WHAT YOU WILL DO
Pick each line containing the word "list" out of the data below.

= = = = = = =

//! Interactive project selection as an injected capability.
//!
//! The core never talks to a terminal. Frontends supply a [`ProjectSelector`]
//! (the CLI uses a dialoguer prompt); tests supply scripted ones.

use std::io;

use crate::error::{StoreError, StoreResult};

/// Picks one project name out of a list of options.
pub trait ProjectSelector {
    /// Present `options` and return the chosen one, or `None` if the user
    /// cancelled. `options` is never empty.
    fn select_one(&mut self, prompt: &str, options: &[String]) -> io::Result<Option<String>>;
}

impl<F> ProjectSelector for F
where
    F: FnMut(&str, &[String]) -> io::Result<Option<String>>,
{
    fn select_one(&mut self, prompt: &str, options: &[String]) -> io::Result<Option<String>> {
        self(prompt, options)
    }
}

/// Selector for contexts with no terminal: never picks anything.
#[derive(Debug, Clone, Copy, Default)]
pub struct NoSelection;

impl ProjectSelector for NoSelection {
    fn select_one(&mut self, _prompt: &str, _options: &[String]) -> io::Result<Option<String>> {
        Ok(None)
    }
}

/// Run `selector` over `projects`, treating an empty list, a cancelled prompt,
/// or a blank answer as [`StoreError::NoProjectSelected`].
pub fn choose_project(
    selector: &mut dyn ProjectSelector,
    projects: &[String],
) -> StoreResult<String> {
    if projects.is_empty() {
        return Err(StoreError::NoProjectSelected);
    }

    let choice = selector
        .select_one("Select project", projects)
        .map_err(|source| StoreError::SelectionFailed { source })?;

    match choice {
        Some(name) if !name.is_empty() => {
            tracing::debug!(project = %name, "project selected");
            Ok(name)
        }
        _ => Err(StoreError::NoProjectSelected),
    }
}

= = = = = = =

ANSWER SPACE
/// Picks one project name out of a list of options.
/// Run `selector` over `projects`, treating an empty list, a cancelled prompt,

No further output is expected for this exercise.